* Work to be completed
All entries below must be given again exactly as they stand.

*** Opening of Data to use ***

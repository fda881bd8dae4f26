//! Citation pattern analysis
//!
//! Composes graph construction, centrality scoring, and network statistics
//! into the influential-paper report. Owns the degradation contract: any
//! internal computation failure resolves to a reduced-feature ranking by
//! raw citation count instead of surfacing an error.

use citescope_common::config::AnalyticsConfig;
use citescope_common::errors::Result;
use citescope_common::metrics as metrics_helpers;
use citescope_common::store::ResearchSnapshot;
use serde::{Deserialize, Serialize};
use tracing::warn;
use uuid::Uuid;

use crate::centrality::{
    average_clustering, compute_scores, density, validate_scores, PageRankConfig,
};
use crate::graph::CitationGraph;

/// Paper ranked by citation influence
#[derive(Debug, Clone, Serialize, Deserialize)]
pub struct InfluentialPaper {
    pub id: Uuid,
    pub title: String,
    pub year: i32,
    pub citation_count: i64,
    pub pagerank_score: f64,
    pub betweenness_centrality: f64,
    pub in_degree_centrality: f64,
}

/// Graph-level statistics for the citation network
#[derive(Debug, Clone, Serialize, Deserialize)]
pub struct NetworkStats {
    pub total_papers: usize,
    pub total_citations: usize,
    pub density: f64,
    pub avg_clustering: f64,
}

/// Citation pattern report output contract
#[derive(Debug, Clone, Serialize, Deserialize)]
pub struct CitationPatternReport {
    pub influential_papers: Vec<InfluentialPaper>,
    pub network_stats: NetworkStats,

    /// True when the report came from the reduced-feature fallback
    pub degraded: bool,
}

/// Analyze citation patterns over a snapshot
///
/// Never fails: a `ComputationFailure` from any stage resolves to
/// [`degraded_report`].
pub fn analyze_citation_patterns(
    snapshot: &ResearchSnapshot,
    config: &AnalyticsConfig,
) -> CitationPatternReport {
    resolve(try_analyze(snapshot, config), snapshot, config)
}

/// Map a full-path result onto the degradation contract
fn resolve(
    result: Result<CitationPatternReport>,
    snapshot: &ResearchSnapshot,
    config: &AnalyticsConfig,
) -> CitationPatternReport {
    match result {
        Ok(report) => report,
        Err(err) => {
            warn!(error = %err, "citation pattern analysis failed, serving degraded ranking");
            metrics_helpers::record_degraded("citation_patterns");
            degraded_report(snapshot, config.influential_limit)
        }
    }
}

/// Full analysis path; every failure is a `ComputationFailure`
fn try_analyze(
    snapshot: &ResearchSnapshot,
    config: &AnalyticsConfig,
) -> Result<CitationPatternReport> {
    let graph = CitationGraph::from_snapshot(snapshot);

    let anomalies = graph.anomalies();
    metrics_helpers::record_graph_anomalies("missing_endpoint", anomalies.missing_endpoint);
    metrics_helpers::record_graph_anomalies("self_citation", anomalies.self_citation);
    metrics_helpers::record_graph_anomalies("duplicate_edge", anomalies.duplicate_edge);
    metrics_helpers::record_graph_size(graph.node_count(), graph.edge_count());

    if graph.is_empty() {
        return Ok(CitationPatternReport {
            influential_papers: Vec::new(),
            network_stats: NetworkStats {
                total_papers: 0,
                total_citations: 0,
                density: 0.0,
                avg_clustering: 0.0,
            },
            degraded: false,
        });
    }

    let scores = compute_scores(
        &graph,
        PageRankConfig {
            damping: config.pagerank_damping,
            max_iterations: config.pagerank_max_iterations,
            epsilon: config.pagerank_epsilon,
        },
    );
    let graph_density = density(&graph);
    let avg_clustering = average_clustering(&graph);

    validate_scores(&graph, &scores, graph_density, avg_clustering)?;

    // Rank by PageRank, then raw citations, then ID for stable output
    let mut order: Vec<usize> = (0..graph.node_count()).collect();
    order.sort_unstable_by(|&a, &b| {
        scores.pagerank[b]
            .partial_cmp(&scores.pagerank[a])
            .unwrap_or(std::cmp::Ordering::Equal)
            .then_with(|| graph.attrs(b).citation_count.cmp(&graph.attrs(a).citation_count))
            .then_with(|| graph.ids()[a].cmp(&graph.ids()[b]))
    });

    let influential_papers = order
        .into_iter()
        .take(config.influential_limit)
        .map(|node| {
            let attrs = graph.attrs(node);
            InfluentialPaper {
                id: graph.ids()[node],
                title: attrs.title.clone(),
                year: attrs.year,
                citation_count: attrs.citation_count,
                pagerank_score: scores.pagerank[node],
                betweenness_centrality: scores.betweenness[node],
                in_degree_centrality: scores.in_degree[node],
            }
        })
        .collect();

    Ok(CitationPatternReport {
        influential_papers,
        network_stats: NetworkStats {
            total_papers: graph.node_count(),
            total_citations: graph.edge_count(),
            density: graph_density,
            avg_clustering,
        },
        degraded: false,
    })
}

/// Reduced-feature report used when centrality computation fails
///
/// Papers are ranked by raw citation count (ID ascending on ties) with all
/// centrality fields zeroed; totals stay exact, density and clustering
/// report 0.
pub fn degraded_report(snapshot: &ResearchSnapshot, limit: usize) -> CitationPatternReport {
    let mut papers: Vec<_> = snapshot.papers().iter().collect();
    papers.sort_unstable_by(|a, b| {
        b.citation_count
            .cmp(&a.citation_count)
            .then_with(|| a.id.cmp(&b.id))
    });

    CitationPatternReport {
        influential_papers: papers
            .into_iter()
            .take(limit)
            .map(|paper| InfluentialPaper {
                id: paper.id,
                title: paper.title.clone(),
                year: paper.year,
                citation_count: paper.citation_count,
                pagerank_score: 0.0,
                betweenness_centrality: 0.0,
                in_degree_centrality: 0.0,
            })
            .collect(),
        network_stats: NetworkStats {
            total_papers: snapshot.total_papers(),
            total_citations: snapshot.total_citations(),
            density: 0.0,
            avg_clustering: 0.0,
        },
        degraded: true,
    }
}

*** Close of Data to use ***

* Solution below
repository fda881bd8dae4f26
//! Citation pattern analysis
//!
//! Composes graph construction, centrality scoring, and network statistics
//! into the influential-paper report. Owns the degradation contract: any
//! internal computation failure resolves to a reduced-feature ranking by
//! raw citation count instead of surfacing an error.

use citescope_common::config::AnalyticsConfig;
use citescope_common::errors::Result;
use citescope_common::metrics as metrics_helpers;
use citescope_common::store::ResearchSnapshot;
use serde::{Deserialize, Serialize};
use tracing::warn;
use uuid::Uuid;

use crate::centrality::{
    average_clustering, compute_scores, density, validate_scores, PageRankConfig,
};
use crate::graph::CitationGraph;

/// Paper ranked by citation influence
#[derive(Debug, Clone, Serialize, Deserialize)]
pub struct InfluentialPaper {
    pub id: Uuid,
    pub title: String,
    pub year: i32,
    pub citation_count: i64,
    pub pagerank_score: f64,
    pub betweenness_centrality: f64,
    pub in_degree_centrality: f64,
}

/// Graph-level statistics for the citation network
#[derive(Debug, Clone, Serialize, Deserialize)]
pub struct NetworkStats {
    pub total_papers: usize,
    pub total_citations: usize,
    pub density: f64,
    pub avg_clustering: f64,
}

/// Citation pattern report output contract
#[derive(Debug, Clone, Serialize, Deserialize)]
pub struct CitationPatternReport {
    pub influential_papers: Vec<InfluentialPaper>,
    pub network_stats: NetworkStats,

    /// True when the report came from the reduced-feature fallback
    pub degraded: bool,
}

/// Analyze citation patterns over a snapshot
///
/// Never fails: a `ComputationFailure` from any stage resolves to
/// [`degraded_report`].
pub fn analyze_citation_patterns(
    snapshot: &ResearchSnapshot,
    config: &AnalyticsConfig,
) -> CitationPatternReport {
    resolve(try_analyze(snapshot, config), snapshot, config)
}

/// Map a full-path result onto the degradation contract
fn resolve(
    result: Result<CitationPatternReport>,
    snapshot: &ResearchSnapshot,
    config: &AnalyticsConfig,
) -> CitationPatternReport {
    match result {
        Ok(report) => report,
        Err(err) => {
            warn!(error = %err, "citation pattern analysis failed, serving degraded ranking");
            metrics_helpers::record_degraded("citation_patterns");
            degraded_report(snapshot, config.influential_limit)
        }
    }
}

/// Full analysis path; every failure is a `ComputationFailure`
fn try_analyze(
    snapshot: &ResearchSnapshot,
    config: &AnalyticsConfig,
) -> Result<CitationPatternReport> {
    let graph = CitationGraph::from_snapshot(snapshot);

    let anomalies = graph.anomalies();
    metrics_helpers::record_graph_anomalies("missing_endpoint", anomalies.missing_endpoint);
    metrics_helpers::record_graph_anomalies("self_citation", anomalies.self_citation);
    metrics_helpers::record_graph_anomalies("duplicate_edge", anomalies.duplicate_edge);
    metrics_helpers::record_graph_size(graph.node_count(), graph.edge_count());

    if graph.is_empty() {
        return Ok(CitationPatternReport {
            influential_papers: Vec::new(),
            network_stats: NetworkStats {
                total_papers: 0,
                total_citations: 0,
                density: 0.0,
                avg_clustering: 0.0,
            },
            degraded: false,
        });
    }

    let scores = compute_scores(
        &graph,
        PageRankConfig {
            damping: config.pagerank_damping,
            max_iterations: config.pagerank_max_iterations,
            epsilon: config.pagerank_epsilon,
        },
    );
    let graph_density = density(&graph);
    let avg_clustering = average_clustering(&graph);

    validate_scores(&graph, &scores, graph_density, avg_clustering)?;

    // Rank by PageRank, then raw citations, then ID for stable output
    let mut order: Vec<usize> = (0..graph.node_count()).collect();
    order.sort_unstable_by(|&a, &b| {
        scores.pagerank[b]
            .partial_cmp(&scores.pagerank[a])
            .unwrap_or(std::cmp::Ordering::Equal)
            .then_with(|| graph.attrs(b).citation_count.cmp(&graph.attrs(a).citation_count))
            .then_with(|| graph.ids()[a].cmp(&graph.ids()[b]))
    });

    let influential_papers = order
        .into_iter()
        .take(config.influential_limit)
        .map(|node| {
            let attrs = graph.attrs(node);
            InfluentialPaper {
                id: graph.ids()[node],
                title: attrs.title.clone(),
                year: attrs.year,
                citation_count: attrs.citation_count,
                pagerank_score: scores.pagerank[node],
                betweenness_centrality: scores.betweenness[node],
                in_degree_centrality: scores.in_degree[node],
            }
        })
        .collect();

    Ok(CitationPatternReport {
        influential_papers,
        network_stats: NetworkStats {
            total_papers: graph.node_count(),
            total_citations: graph.edge_count(),
            density: graph_density,
            avg_clustering,
        },
        degraded: false,
    })
}

/// Reduced-feature report used when centrality computation fails
///
/// Papers are ranked by raw citation count (ID ascending on ties) with all
/// centrality fields zeroed; totals stay exact, density and clustering
/// report 0.
pub fn degraded_report(snapshot: &ResearchSnapshot, limit: usize) -> CitationPatternReport {
    let mut papers: Vec<_> = snapshot.papers().iter().collect();
    papers.sort_unstable_by(|a, b| {
        b.citation_count
            .cmp(&a.citation_count)
            .then_with(|| a.id.cmp(&b.id))
    });

    CitationPatternReport {
        influential_papers: papers
            .into_iter()
            .take(limit)
            .map(|paper| InfluentialPaper {
                id: paper.id,
                title: paper.title.clone(),
                year: paper.year,
                citation_count: paper.citation_count,
                pagerank_score: 0.0,
                betweenness_centrality: 0.0,
                in_degree_centrality: 0.0,
            })
            .collect(),
        network_stats: NetworkStats {
            total_papers: snapshot.total_papers(),
            total_citations: snapshot.total_citations(),
            density: 0.0,
            avg_clustering: 0.0,
        },
        degraded: true,
    }
}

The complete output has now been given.